Prerequisites: C or higher in JRN 210 or JRN 205 and a grade of satisfactory in JRN 211 or JRN 215; 1 D.E.C. E or SNW; 1 D.E.C. F or SBS

3 credits

JRN 335: Reporting in New York City-Print

This course, which is offered mainly in winter and summer sessions, provides students with an overview of how reporters cover the major institutions in New York City: City Hall, the United Nations, the police department, the courts, Wall Street, etc. The course offers a blend of classroom instruction, talks with officials and journalists, and hands-on reporting. On reporting days, the class will be run as a newsroom. It is offered at the university's Manhattan extension.

Prerequisite: C or higher in JRN 210 or JRN 205 and a grade of satisfactory in JRN 211 or JRN 215; permission of the department

SBC:     EXP+

3 credits

JRN 336: Sports Reporting

This course is designed to prepare students to report, write and produce sports stories in print, broadcast and online, from sports news to behind-the-scenes issues that resonate in the world of sports. Upon completion of this course, students should be as comfortable covering a government hearing on steroids in professional sports as covering a basketball game.

Prerequisite: C or higher in JRN 310

3 credits

JRN 337: Introduction to Narrative Journalism

Building on students' experiences in newswriting, this courses examines the reporting and writing of longer stories and more textured feature stories. There will be an emphasis on focus, structure, and storytelling, including the rudiments of developing style and a narrative voice. Students will be expected to write several original enterprise stories. They will also explore the similarities and differences in telling stories in print, online, and in broadcast formats.

Prerequisite: C or higher in JRN 205 or JRN 210 and grade of satisfactory in JRN 211 or JRN 215

3 credits

JRN 340: Beat Reporting

This course is designed to develop the ability of students to cover a specific area of news coverage, a beat. Emphasis is placed on developing sources, finding stories, organizing a beat and covering a variety of beat stories from breaking news to profiles and in-depth, enterprise stories. Students will select a beat to follow throughout the semester.

Prerequisite: C or higher in JRN 310

3 credits

JRN 350: Journalistic Judgment and Ethics

Journalistic judgment-how and why decisions are made in the newsroom-examines the fundamentals of the editor or news director's role in print, broadcast and online news with emphasis on their impact on critical thinking, decision-making, maximizing accuracy, removing bias and providing diversity and context. Students will discuss journalistic judgment in print, broadcast and online news. The semester case studies and project will address fundamental judgment issues.
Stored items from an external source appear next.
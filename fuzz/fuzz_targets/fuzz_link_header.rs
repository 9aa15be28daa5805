//! Fuzz target for `Link` header parsing.
//!
//! Tests that arbitrary header values never panic and that every parsed
//! link is one of the targets present in the input.

#![no_main]

use hubcheck_github::PaginationLinks;
use libfuzzer_sys::fuzz_target;

fuzz_target!(|data: &[u8]| {
    let Ok(header) = std::str::from_utf8(data) else {
        return;
    };

    let links = PaginationLinks::parse(header);
    for link in [&links.first, &links.prev, &links.next, &links.last]
        .into_iter()
        .flatten()
    {
        assert!(header.contains(link.as_str()));
    }
    assert_eq!(links.has_next_page(), links.next.is_some());
});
Prerequisite: C or higher in JRN 310

Pre- or corequisite: JRN 320

SBC:     CER

3 credits

JRN 355: Reporting in New York City - Broadcast

Offered mainly in winter and summer sessions, the course provides students with an overview of how broadcast journalists cover the major institutions in New York City: City Hall, the United Nations, the police department, the courts, Wall Street, etc. The course offers a blend of classroom instruction, talks with officials and journalists, and hands-on reporting. On reporting days, the class will be run as a newsroom. It is offered at the university's Manhattan extension.

Prerequisite: C or higher in JRN 310 and permission of the department

3 credits

JRN 361: News Editing and Presentation/Print

Editors are the last line of defense. Their job is to catch and correct mistakes, make stories readable if they are not, write engaging headlines and captions, design pages that invite the reader, protect the publication's credibility, avoid libel, and otherwise exercise good news judgment. This course focuses on developing students' copyediting and page design skills. Mastery of grammar and of The Associated Press Stylebook are goals. The course will cover the art of photo selection, placement and cropping, and the use of graphics and other elements to enhance storytelling. Students will use Adobe InDesign to create attractive pages.
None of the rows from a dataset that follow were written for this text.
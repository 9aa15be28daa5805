//! Fuzz target for severity name parsing.

#![no_main]

use hubcheck_core::Severity;
use libfuzzer_sys::fuzz_target;

fuzz_target!(|data: &[u8]| {
    let Ok(input) = std::str::from_utf8(data) else {
        return;
    };

    if let Ok(severity) = input.parse::<Severity>() {
        // Accepted names always render to a name that parses back.
        assert_eq!(severity.to_string().parse::<Severity>(), Ok(severity));
    }
});
use async_trait::async_trait;
use hubcheck_core::{OrgRule, Result, RuleResult, Severity};
use hubcheck_github::Organization;

use crate::links;

/// Two-factor authentication must be required for all members.
#[derive(Debug, Default)]
pub struct TwoFactor;

rule_info! {
    TwoFactor,
    id: "two-factor",
    name: "Two-factor enforcement",
    description: "To ensure that authorized members of an organization are not easily compromised by a password theft you should enforce two-factor authentication in your organization.",
    doc_url: "https://docs.github.com/en/organizations/keeping-your-organization-secure/managing-two-factor-authentication-for-your-organization/requiring-two-factor-authentication-in-your-organization",
}

#[async_trait]
impl OrgRule for TwoFactor {
    async fn run(&self, org: &Organization) -> Result<Vec<RuleResult>> {
        let result = match org.data().two_factor_requirement_enabled {
            None => RuleResult::new(
                Severity::Warning,
                "Cannot check two-factor enforcement",
                "The two-factor requirement is only visible to organization owners. Are you an admin?",
            ),
            Some(true) => RuleResult::new(
                Severity::Notice,
                "Two-factor authentication enforcement is enabled",
                Self::DESCRIPTION,
            ),
            Some(false) => RuleResult::new(
                Severity::Error,
                "Two-factor authentication enforcement is not enabled",
                Self::DESCRIPTION,
            ),
        };
        Ok(vec![result
            .with_fix_url(links::org_settings(org.login(), "security"))
            .with_doc_url(Self::DOC_URL)])
    }
}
Prerequisites: C or higher in JRN 350 or permission of the department

Pre- or corequisite: JRN 364

3 credits

JRN 363: Magazine Writing

This course builds on JRN 337, advancing the exploration of long-form magazine stories. Students will learn how to develop ideas and craft them into sophisticated pieces with protagonists and strong narrative drive. They will learn to bring their stories to life using novelistic techniques such as character development, voice, mood and theme, conflict and resolution, scene-setting, foreshadowing and dialogue. Required reading assignments, group discussions of works-in-progress and roundtable meetings with professional narrative journalists will inspire students to develop their own writer's eye and voice. The culminating goal of the course is for each student to produce a 2,500-to-3,000-word story for publication. Students will also learn how to select a market for their stories and write a query letter.
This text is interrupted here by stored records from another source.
//! Command implementations.

use std::io::{self, Write};
use std::process::ExitCode;
use std::sync::Arc;

use anyhow::{Context, Result};
use hubcheck_core::{Auditor, Reporter};
use hubcheck_github::{GitHubApi, GitHubClient};
use tracing::{error, info};

use crate::config::AuditConfig;

/// Exit status of an audit.
#[derive(Debug, Clone, Copy, PartialEq, Eq)]
pub enum Outcome {
    /// No finding reached the failure threshold.
    Passed,
    /// At least one finding reached the failure threshold.
    Failed,
    /// The run stopped early; a partial report was written.
    Aborted,
}

impl From<Outcome> for ExitCode {
    fn from(outcome: Outcome) -> Self {
        match outcome {
            Outcome::Passed => ExitCode::SUCCESS,
            Outcome::Failed => ExitCode::from(1),
            Outcome::Aborted => ExitCode::from(2),
        }
    }
}

fn reporter(config: &AuditConfig) -> Reporter {
    Reporter::new(config.log_level, config.fail_level)
        .with_format(config.format)
        .with_colors(!config.no_color && console::colors_enabled())
}

/// Print the rule catalog.
pub fn list_rules(config: &AuditConfig) -> Result<()> {
    let catalog = hubcheck_rules::catalog(&config.repo_rule_options()?);
    let mut out = io::stdout().lock();
    reporter(config)
        .write_rule_listing(&catalog, &mut out)
        .context("failed to write rule listing")?;
    out.flush()?;
    Ok(())
}

/// Audit the configured organization and print the report.
pub async fn audit(config: &AuditConfig, token: &str) -> Result<Outcome> {
    let catalog = hubcheck_rules::catalog(&config.repo_rule_options()?);
    let client = GitHubClient::new(token, &config.api_url).context("failed to create GitHub client")?;
    let api: Arc<dyn GitHubApi> = Arc::new(client);

    let auditor = Auditor::connect(api, config.organization.as_deref())
        .await
        .context("failed to resolve organization")?;
    let org = auditor.organization().login().to_string();
    let reporter = reporter(config);

    let (results, outcome) = match auditor.run(&catalog).await {
        Ok(results) => {
            let outcome = if reporter.is_failure(&results) {
                Outcome::Failed
            } else {
                Outcome::Passed
            };
            (results, outcome)
        }
        Err(aborted) => {
            error!(error = %aborted.source, "Audit aborted, reporting partial results");
            (aborted.partial, Outcome::Aborted)
        }
    };

    let mut out = io::stdout().lock();
    reporter
        .write_report(&org, &results, &mut out)
        .context("failed to write report")?;
    out.flush()?;

    info!(org = %org, outcome = ?outcome, "Finished");
    Ok(outcome)
}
Prerequisites: B or higher in JRN 337 and permission of department

3 credits

JRN 364: Advanced Reporting

Designed to prepare student journalists to get to the bottom of complex stories through probing reporting that will seek rich detail and context. All stories will be part of an overall subject that students will choose as a group for publication as a special report. Students must choose a subject they consider underreported. This will be done by class vote after discussion. Students will work independently under the supervision of a 'City Editor' to produce one in-depth story of approximately 1,500 words during the semester. These stories will delve deeply into the subject matter. Students will meet regularly with the "City Editor" in a seminar setting to discuss procedures, ideas, progress, to brainstorm and to share their experiences. They also will work independently on all aspects of developing their stories. Students will be graded on a number of benchmarks such as story proposal, revised proposal, reporting outlines, quality of research and reporting, drafts of the story, adding value and the final story. It is the goal that the stories be published. This is an interactive class with regular class discussions and group critiques. Participation in the weekly discussions is vital for each student journalist. Students should be prepared to contribute voluntarily or when called upon.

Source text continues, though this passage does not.